The input:
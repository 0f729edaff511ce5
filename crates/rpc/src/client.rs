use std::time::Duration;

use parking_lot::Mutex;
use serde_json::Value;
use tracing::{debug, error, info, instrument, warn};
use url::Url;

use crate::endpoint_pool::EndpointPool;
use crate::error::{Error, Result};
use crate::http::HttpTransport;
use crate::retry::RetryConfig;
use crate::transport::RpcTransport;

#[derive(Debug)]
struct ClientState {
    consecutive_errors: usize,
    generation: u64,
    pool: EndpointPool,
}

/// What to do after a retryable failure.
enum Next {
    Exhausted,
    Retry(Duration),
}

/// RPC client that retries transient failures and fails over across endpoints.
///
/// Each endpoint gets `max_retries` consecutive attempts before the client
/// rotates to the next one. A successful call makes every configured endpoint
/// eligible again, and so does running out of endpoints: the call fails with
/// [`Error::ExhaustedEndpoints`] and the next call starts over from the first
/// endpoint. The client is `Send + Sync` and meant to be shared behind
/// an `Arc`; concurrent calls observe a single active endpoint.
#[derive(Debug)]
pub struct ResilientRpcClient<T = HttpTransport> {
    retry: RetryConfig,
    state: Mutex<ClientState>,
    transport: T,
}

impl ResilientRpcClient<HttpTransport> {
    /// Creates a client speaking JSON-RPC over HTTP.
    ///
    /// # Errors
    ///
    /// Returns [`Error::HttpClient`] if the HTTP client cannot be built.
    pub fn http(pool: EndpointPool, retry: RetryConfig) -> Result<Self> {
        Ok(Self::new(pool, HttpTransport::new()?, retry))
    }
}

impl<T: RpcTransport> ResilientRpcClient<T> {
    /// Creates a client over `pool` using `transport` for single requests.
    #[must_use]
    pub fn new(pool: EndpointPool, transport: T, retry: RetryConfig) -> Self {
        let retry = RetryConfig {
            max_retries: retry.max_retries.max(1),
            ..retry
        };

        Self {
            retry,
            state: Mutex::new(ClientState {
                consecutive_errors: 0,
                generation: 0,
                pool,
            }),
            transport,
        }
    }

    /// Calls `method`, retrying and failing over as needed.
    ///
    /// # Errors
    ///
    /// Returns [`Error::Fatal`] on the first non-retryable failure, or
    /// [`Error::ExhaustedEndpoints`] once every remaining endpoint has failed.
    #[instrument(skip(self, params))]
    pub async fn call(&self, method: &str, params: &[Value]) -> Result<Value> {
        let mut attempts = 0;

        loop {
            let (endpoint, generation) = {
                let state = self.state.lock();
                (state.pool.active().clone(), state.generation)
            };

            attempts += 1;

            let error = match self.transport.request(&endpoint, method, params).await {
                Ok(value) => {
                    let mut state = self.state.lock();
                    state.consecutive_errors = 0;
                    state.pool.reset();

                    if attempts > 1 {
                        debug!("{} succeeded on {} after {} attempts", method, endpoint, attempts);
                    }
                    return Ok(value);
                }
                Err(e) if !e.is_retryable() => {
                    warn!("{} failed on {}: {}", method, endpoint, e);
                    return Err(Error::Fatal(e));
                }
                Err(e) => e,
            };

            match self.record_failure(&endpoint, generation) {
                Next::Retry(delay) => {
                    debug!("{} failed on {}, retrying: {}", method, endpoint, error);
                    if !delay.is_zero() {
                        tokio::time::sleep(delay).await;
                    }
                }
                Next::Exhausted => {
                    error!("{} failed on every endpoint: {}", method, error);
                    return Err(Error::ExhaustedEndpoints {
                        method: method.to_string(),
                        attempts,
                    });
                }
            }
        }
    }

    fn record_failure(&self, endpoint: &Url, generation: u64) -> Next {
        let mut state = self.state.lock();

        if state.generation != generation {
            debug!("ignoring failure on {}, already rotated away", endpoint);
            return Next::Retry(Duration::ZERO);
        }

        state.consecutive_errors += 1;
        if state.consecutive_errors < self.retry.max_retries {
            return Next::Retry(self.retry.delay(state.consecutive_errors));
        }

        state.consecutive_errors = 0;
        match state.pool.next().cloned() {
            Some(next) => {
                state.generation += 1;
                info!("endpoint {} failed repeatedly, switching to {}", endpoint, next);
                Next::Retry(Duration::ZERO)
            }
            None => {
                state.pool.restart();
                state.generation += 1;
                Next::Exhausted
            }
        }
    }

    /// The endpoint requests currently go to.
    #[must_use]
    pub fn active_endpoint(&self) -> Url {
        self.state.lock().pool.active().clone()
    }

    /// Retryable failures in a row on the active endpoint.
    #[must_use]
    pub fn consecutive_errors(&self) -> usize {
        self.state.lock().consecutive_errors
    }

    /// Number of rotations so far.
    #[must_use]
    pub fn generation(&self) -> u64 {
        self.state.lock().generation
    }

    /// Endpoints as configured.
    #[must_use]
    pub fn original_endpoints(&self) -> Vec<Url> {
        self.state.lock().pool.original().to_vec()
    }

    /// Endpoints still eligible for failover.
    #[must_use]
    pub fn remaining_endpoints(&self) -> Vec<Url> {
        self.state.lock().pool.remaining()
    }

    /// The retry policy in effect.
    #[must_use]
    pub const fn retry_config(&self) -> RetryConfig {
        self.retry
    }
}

Exercise directions: If a line in the material above contains the word "RetryConfig", copy it.

Result:
use crate::retry::RetryConfig;
    retry: RetryConfig,
    pub fn http(pool: EndpointPool, retry: RetryConfig) -> Result<Self> {
    pub fn new(pool: EndpointPool, transport: T, retry: RetryConfig) -> Self {
        let retry = RetryConfig {
    pub const fn retry_config(&self) -> RetryConfig {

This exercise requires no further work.